**Assignment:** Which lines below include the string "width"? Please show each one.
━━━━━ Source records ━━━━━
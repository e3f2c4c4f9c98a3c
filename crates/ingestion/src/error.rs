//! Ingestion error types

use thiserror::Error;

/// Ingestion error
#[derive(Debug, Error)]
pub enum IngestionError {
    /// Frame metadata disagrees with its pixel buffer
    #[error("inconsistent frame: {width}x{height} with {len} bytes")]
    InconsistentFrame {
        /// Declared width
        width: u32,
        /// Declared height
        height: u32,
        /// Actual buffer length
        len: usize,
    },

    /// A feed with this name is already registered
    #[error("feed {name} is already registered")]
    DuplicateFeed {
        /// Feed name
        name: String,
    },

    /// No feed with this name
    #[error("feed {name} not found")]
    FeedNotFound {
        /// Feed name
        name: String,
    },
}

/// Ingestion Result alias
pub type Result<T> = std::result::Result<T, IngestionError>;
━━━━━
**Answer to the problem:**
    #[error("inconsistent frame: {width}x{height} with {len} bytes")]
        /// Declared width
        width: u32,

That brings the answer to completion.